The Centers for Disease Control and Prevention (CDC) estimates that each year there about 700,000 emergency room visits in the United States happen because of medication errors. A “medication error” occurs whenever a person does not take a prescription or over-the-counter medication in the dosage prescribed, when one medication interacts with another medication the person is taking, or when the person skips prescription medication doses altogether. Other common medication errors can include:

  • Using the wrong measuring cup or spoon to measure out a liquid medication;
  • “Doubling up” on doses to make up for missed doses;
  • Crushing or cutting up a pill that is meant to be taken whole;
  • Mixing up eye drops with ear drops or vice versa; and
  • Not being aware of medications that contain the same or similar ingredients, which can lead to accidental overdoses.

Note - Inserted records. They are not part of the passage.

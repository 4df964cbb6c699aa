#![forbid(unsafe_code)]

//! Per-subject slot registry and dispatch driver.
//!
//! One registry per [`Subject`], mapping signal name to the ordered list of
//! attached [`SafeSlot`]s. Everything reentrancy-related lives here:
//!
//! - While a dispatch pass walks a list, an *active frame* for that list sits
//!   on a stack. Frames are pushed immediately before each slot invocation
//!   and popped immediately after, so the stack mirrors the nested call tree
//!   (a handler notifying the same signal pushes a second frame for the same
//!   list).
//! - Any detach that targets a list with a frame on the stack removes the
//!   entry *logically* (tombstone) and leaves physical removal to the sweep
//!   at the end of the outermost pass. Detaches on idle lists remove
//!   immediately. Either way the entry stops matching and stops delivering
//!   at the moment of the detach call.
//! - A pass snapshots the list length when it starts; slots attached during
//!   the pass land beyond the snapshot and are first invoked by the next
//!   notify.
//!
//! # Invariants
//!
//! 1. Delivery order within one list is attachment order.
//! 2. No entry index shifts while any frame for its list is on the stack.
//! 3. Tombstoned entries are never invoked, never match attach/detach
//!    lookups, and are gone once the stack has no frame for their list.
//! 4. The sweep also culls entries whose target or invalidator has died.
//!
//! # Failure Modes
//!
//! - A slot handler returning [`PayloadError`](crate::PayloadError) is
//!   logged with the signal name; remaining slots still run.
//! - Registry borrows are released around every invocation, so handlers may
//!   freely attach, detach, or notify on the same subject.

use std::collections::HashMap;

use crate::payload::Payload;
use crate::safe_slot::SafeSlot;
use crate::subject::Subject;

struct Entry {
    slot: SafeSlot,
    tombstone: bool,
}

struct Frame {
    key: String,
}

/// Slot storage for one subject.
pub(crate) struct Registry {
    lists: HashMap<String, Vec<Entry>>,
    active: Vec<Frame>,
}

impl Registry {
    pub(crate) fn new() -> Self {
        Self {
            lists: HashMap::new(),
            active: Vec::new(),
        }
    }

    /// Append `slot` to `signal`'s list unless a structurally equal live
    /// entry already exists.
    pub(crate) fn attach(&mut self, signal: &str, slot: SafeSlot) -> bool {
        let list = self.lists.entry(signal.to_string()).or_default();
        if list.iter().any(|e| !e.tombstone && e.slot == slot) {
            return false;
        }
        list.push(Entry {
            slot,
            tombstone: false,
        });
        true
    }

    /// Remove the one live entry equal to `slot`, returning the stored slot
    /// so the caller can fire its detached hook.
    pub(crate) fn detach_one(&mut self, signal: &str, slot: &SafeSlot) -> Option<SafeSlot> {
        let deferred = self.is_dispatching(signal);
        let list = self.lists.get_mut(signal)?;
        let index = list.iter().position(|e| !e.tombstone && e.slot == *slot)?;
        let removed = if deferred {
            list[index].tombstone = true;
            list[index].slot.clone()
        } else {
            let entry = list.remove(index);
            if list.is_empty() {
                self.lists.remove(signal);
            }
            entry.slot
        };
        Some(removed)
    }

    /// Remove every live entry under `signal`, returning the stored slots in
    /// order.
    pub(crate) fn detach_every(&mut self, signal: &str) -> Vec<SafeSlot> {
        let deferred = self.is_dispatching(signal);
        let Some(list) = self.lists.get_mut(signal) else {
            return Vec::new();
        };
        let mut removed = Vec::new();
        if deferred {
            for entry in list.iter_mut().filter(|e| !e.tombstone) {
                entry.tombstone = true;
                removed.push(entry.slot.clone());
            }
        } else {
            removed.extend(list.drain(..).filter(|e| !e.tombstone).map(|e| e.slot));
            self.lists.remove(signal);
        }
        removed
    }

    /// Registered (non-tombstoned) entries under `signal`, including slots
    /// already disarmed but not yet swept.
    pub(crate) fn slot_count(&self, signal: &str) -> usize {
        self.lists
            .get(signal)
            .map_or(0, |list| list.iter().filter(|e| !e.tombstone).count())
    }

    /// Number of signals with at least one registered entry.
    pub(crate) fn signal_count(&self) -> usize {
        self.lists.len()
    }

    fn is_dispatching(&self, signal: &str) -> bool {
        self.active.iter().any(|frame| frame.key == signal)
    }

    fn pass_len(&self, signal: &str) -> usize {
        self.lists.get(signal).map_or(0, Vec::len)
    }

    /// The slot at `index`, unless it has been tombstoned since the pass
    /// began.
    fn slot_at(&self, signal: &str, index: usize) -> Option<SafeSlot> {
        let entry = self.lists.get(signal)?.get(index)?;
        (!entry.tombstone).then(|| entry.slot.clone())
    }

    fn begin_invoke(&mut self, signal: &str) {
        self.active.push(Frame {
            key: signal.to_string(),
        });
    }

    fn end_invoke(&mut self) {
        self.active.pop();
    }

    /// Drop tombstoned and dead entries for `signal`, but only once no pass
    /// over that list remains in progress anywhere on the call stack.
    fn sweep_if_idle(&mut self, signal: &str) {
        if self.is_dispatching(signal) {
            return;
        }
        if let Some(list) = self.lists.get_mut(signal) {
            list.retain(|e| !e.tombstone && e.slot.is_live());
            if list.is_empty() {
                self.lists.remove(signal);
            }
        }
    }
}

/// Walk `key`'s list once, delivering `original` as the signal name.
///
/// `key` and `original` differ only during the wildcard pass, where the
/// `"Modified"` list is walked but subscribers receive the real signal name.
pub(crate) fn dispatch(subject: &Subject, key: &str, original: &str, payload: &Payload) {
    let registry = subject.registry();
    let pass_len = registry.borrow().pass_len(key);

    for index in 0..pass_len {
        let slot = {
            let mut reg = registry.borrow_mut();
            let slot = reg.slot_at(key, index);
            if slot.is_some() {
                reg.begin_invoke(key);
            }
            slot
        };
        let Some(slot) = slot else { continue };

        // No registry borrow is held here: the handler may attach, detach,
        // or notify on this same subject.
        let result = slot.invoke(subject, original, payload);
        registry.borrow_mut().end_invoke();

        if let Err(error) = result {
            tracing::warn!(
                signal = original,
                %error,
                "slot could not consume notification payload"
            );
        }
    }

    registry.borrow_mut().sweep_if_idle(key);
}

Miscommunication is to Blame for Many Medication Errors

When a doctor and patient do not communicate effectively with one another, or when the doctor does not communicate well with other medical professionals like nurses and pharmacists, medication errors can happen. You can do your part to improve communication about your health by being open and honest with your doctor about your signs and symptoms and your compliance with any treatment directions he or she has previously given you. Ask questions about any medications your doctor prescribes you and make sure he or she is aware of medications you are already taking.

Protecting Yourself and Your Loved Ones from Medication Errors

Serious injuries – even death – can result from medication errors. Thankfully, there are steps you can take to reduce the likelihood of being injured by a medication error:

  • Make sure you have a thorough understanding of your prescription medications and how they are to be taken. You should know and be able to articulate what condition(s) each prescription medication is meant to treat, how often you are to take each medication, the amount of medication you are supposed to take for each dose, and how the medication is meant to be taken.
  • Take time to review any prescription and nonprescription medications and/or supplements you are taking with your doctor or pharmacist. A prescription medication may contain the same or similar ingredient as a nonprescription medication (like many pain medications do), or a supplement may render another medication ineffective or cause an adverse interaction.
  • Fill all of your prescription medications at the same pharmacy. Doing this will increase the likelihood that any potential negative interactions between your medications will be detected before they cause you injury.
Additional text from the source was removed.